Traveling around a world and examining everything it has to offer is nothing new when it comes to adventure games but what if, instead of a standard human, players explored the world as a variety of animals? Long have games that featured playable animals felt like a special little addition but Lost Ember does more than simply offer it as a side-attraction, it is instead the core focus. With players taking on the role of a wolf but stepping into a variety of other creatures all while on a journey of discovery, is Lost Ember worth exploring?
Lost Ember sets the stage by explaining that the Yanrana people have had a longstanding cultural belief that when they pass away their souls move onto the City of Light. Unfortunately a wandering soul finds itself trapped within a barrier with no way to find a way to the afterlife and after attempting to communicate with the various living creatures around it, the soul manages to speak with a wolf. This wolf is also a lost soul who has seemingly been banished from the City of Light and has accepted her fate with no memory of her time as a human.

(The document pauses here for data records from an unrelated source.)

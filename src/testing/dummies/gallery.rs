use rand::rngs::StdRng;
use rand::{Rng, SeedableRng};

use crate::core::{FeatureVector, Ragged};

const AMPLITUDE: f64 = 2.0;
const IMAGE_SPREAD: f64 = 0.1;
const BACKGROUND: f64 = 0.5;

/// Synthetic "faces" already split into per-patch descriptors.
///
/// Identity `k` lights up feature `(k + patch) % dimension` of every patch.
/// Background (negative) vectors are uniform in `[-0.5, 0.5]`.
#[derive(Debug)]
pub struct SyntheticGallery {
    rng: StdRng,
    patch_count: usize,
    dimension: usize,
}

impl SyntheticGallery {
    pub fn new(patch_count: usize, dimension: usize, seed: u64) -> Self {
        Self {
            rng: StdRng::seed_from_u64(seed),
            patch_count,
            dimension,
        }
    }

    pub fn prototype(&self, identity: usize, patch: usize) -> FeatureVector {
        let mut v = vec![0.0; self.dimension];
        v[(identity + patch) % self.dimension] = AMPLITUDE;
        v
    }

    /// A jittered capture of `identity`, one descriptor per patch.
    pub fn image(&mut self, identity: usize) -> Vec<FeatureVector> {
        let mut image = Vec::with_capacity(self.patch_count);
        for p in 0..self.patch_count {
            let mut v = self.prototype(identity, p);
            for x in v.iter_mut() {
                *x += self.rng.random_range(-IMAGE_SPREAD..=IMAGE_SPREAD);
            }
            image.push(v);
        }
        image
    }

    /// Background pool indexed `[patch][sample]` with `counts[patch]`
    /// samples per patch.
    pub fn negatives(&mut self, counts: &[usize]) -> Ragged<Ragged<FeatureVector>> {
        counts
            .iter()
            .map(|&n| {
                (0..n)
                    .map(|_| {
                        (0..self.dimension)
                            .map(|_| self.rng.random_range(-BACKGROUND..=BACKGROUND))
                            .collect()
                    })
                    .collect()
            })
            .collect()
    }
}
mod collaborators;
mod ensemble;
mod fusion;
mod naming;

pub use collaborators::{
    Augmenter, FileNegativeSource, InMemoryNegatives, NegativeSource, NoAugmentation,
    PatchDescriptor,
};
pub use ensemble::EnsembleEsvm;
pub use fusion::fuse_mean;
pub use naming::{model_file_name, negatives_file_name};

Choosing to follow the lost soul, the Wolf immediately discovers its previous name and begins a journey that shatters the barriers blocking the soul from moving through the world all while revealing more and more memories about the fate of the wolf. These memories range from heartwarming initially before breaking that heart as numerous terrible truths are revealed through narration by the lost soul and fully voiced artistic scenes. That being said, while the story does pack a solid emotional punch, it quickly becomes apparent what certain twists will occur in the latter half of the game. In fact, past the initial negative memory it will likely be clear what route Lost Ember will take and while this doesn’t hamper the story too badly, it is a bit too predictable.
At its core Lost Ember is all about exploration. There are no enemies to fight and the only puzzles that the player has to solve is how to get to the next location to progress the story and of course collecting plenty of little collectibles scattered throughout the map. To do this they will be making use of the wolf’s special ability to possess other animals that live in the world. While the wolf is fast and able to make small leaps, there are plenty of other creatures far better suited for exploring certain areas and that is where the game’s body changing mechanic shines.
While things start off a bit simple, with players being introduced to a wombat that can roll around and fit through small holes, to a duck that can fly through the air, the options begin to open up as there are numerous little places in every area that players can explore with various creatures. Tiny tunnels can be explored by smaller creatures such as wombats, moles, and more, high peaks can be reached by using a hummingbird, parrot, and others, and even the waterways are accessible through many different kinds of fish, including catfish but that is only the tip as other larger creatures can also be possessed to tackle certain areas and for the most part, players can choose to navigate around the world however they please, though there are some areas that do require specific animals to progress.
It is a bit unfortunate however that, while it is possible to explore as much as whichever animal you can find and swap into, there are some species that control far worse than others and have some odd limitations like a certain feathered fowl that lacks the ability to fly up. Along those same lines the soul-shifting from any creature to the wolf ends up having its fair share of hiccups and while the game does prevent accidental transformations when underwater, in the air, or underground there were more than a few moments that saw the wolf falling through the ground after shifting out of a creature on flat terrain and even more so when near anything slanted. Also players will need to be wary of taking some animals into locations meant for others as the camera often struggles to stay within the boundary of the map in these cases.
It is nice to note that there are plenty of collectibles for players to track down and this helps give the game’s explorative element far more weight as many of these collectibles are very well hidden, even when using the proper creature to track it down. Relics are the most interesting, and second most plentiful, collectibles, as these tend to be items from the world itself and can provide extra bits of information about the game’s backstory and tribe as well as more than a few Easter Eggs for other games, while the other two collectibles are a bit bland in the form of too many mushrooms that sprout when gathered and a handful of “Legendary” animals that are simply the same model but glow bright white when found.
Visuals & Audio
When it comes to presentation Lost Ember both excels and falters a bit depending on where players are exploring at any given time. The animals that they can control are nicely detailed using the game’s unique art style and even have a variety of different color patterns to keep things fresh and the different biomes the wolf and soul travel through are varied well enough but more than a few times the environment can look great at a distance only for it to be dull when actually traveling through it.
The voice work, which is present through the soul’s narration and flashback scenes, fits well enough with the narrator really standing out as a driving force here and the game’s sound effects for the various animals work well enough, though when it comes to certain animals they are a bit on the simpler sounding side. The background music is a mix of soothing tracks that are an excellent fit given the exploration aspect of the game, allowing players to easily relax and spend time traveling the world should they choose.
Lost Ember offers a unique exploration game that offers plenty of options to explore a world unlike what many other games in the genre have offered and although the story is a bit predictable, it still packs a solid emotional punch to keep players going. That being said, the amount of times that a checkpoint needed to be reloaded due to glitches is far too frequent and the occasionally dull environments put a bit of a hamper on what is otherwise an enjoyable and often relaxing feeling adventure game.